[[ Raw data, beginning ]]

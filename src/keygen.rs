//! Two-round distributed key generation.
//!
//! Each party draws an ECDSA key share, commits to its public half in the
//! first round and reveals it in the second round together with a Paillier
//! encryption of the secret half and a range proof binding them. Combining
//! all reveals yields the same [`ThresholdEcdsaKey`] at every honest party:
//!
//! ```text
//! E(secretKey) = E(share_1) + E(share_2) + ... + E(share_n)
//! publicKey    = publicShare_1 + publicShare_2 + ... + publicShare_n
//! ```
//!
//! The private key exists only inside the homomorphic sum; no party ever
//! sees another party's share in the clear.

use crate::commitment::{DecommitmentKey, MultiTrapdoorCommitment};
use crate::errors::{Error, Result};
use crate::group::SignerId;
use crate::key::{EcdsaKeyShare, ThresholdEcdsaKey};
use crate::messages::{KeyShareRevealMessage, PublicKeyShareCommitmentMessage};
use crate::paillier::Ciphertext;
use crate::signer::LocalSigner;
use crate::utils::{random_bn_in_z_star, random_positive_bn, CurvePoint};
use crate::zkp::key_range::{KeyRangeInput, KeyRangeProof, KeyRangeSecret};
use rand::{CryptoRng, RngCore};
use std::collections::BTreeMap;
use tracing::error;

/// Intermediate state a party holds between the two key-generation rounds.
#[derive(Clone, Debug)]
pub(crate) struct KeygenState {
    pub(crate) key_share: EcdsaKeyShare,
    pub(crate) decommitment_keys: BTreeMap<SignerId, DecommitmentKey>,
    pub(crate) encrypted_share: Option<Ciphertext>,
}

[[ Raw data, end ]]

All lines from the beginning of the material above through the one with "binding them. Combining" need to be returned exactly; please return those and only those.

filename src/keygen.rs
//! Two-round distributed key generation.
//!
//! Each party draws an ECDSA key share, commits to its public half in the
//! first round and reveals it in the second round together with a Paillier
//! encryption of the secret half and a range proof binding them. Combining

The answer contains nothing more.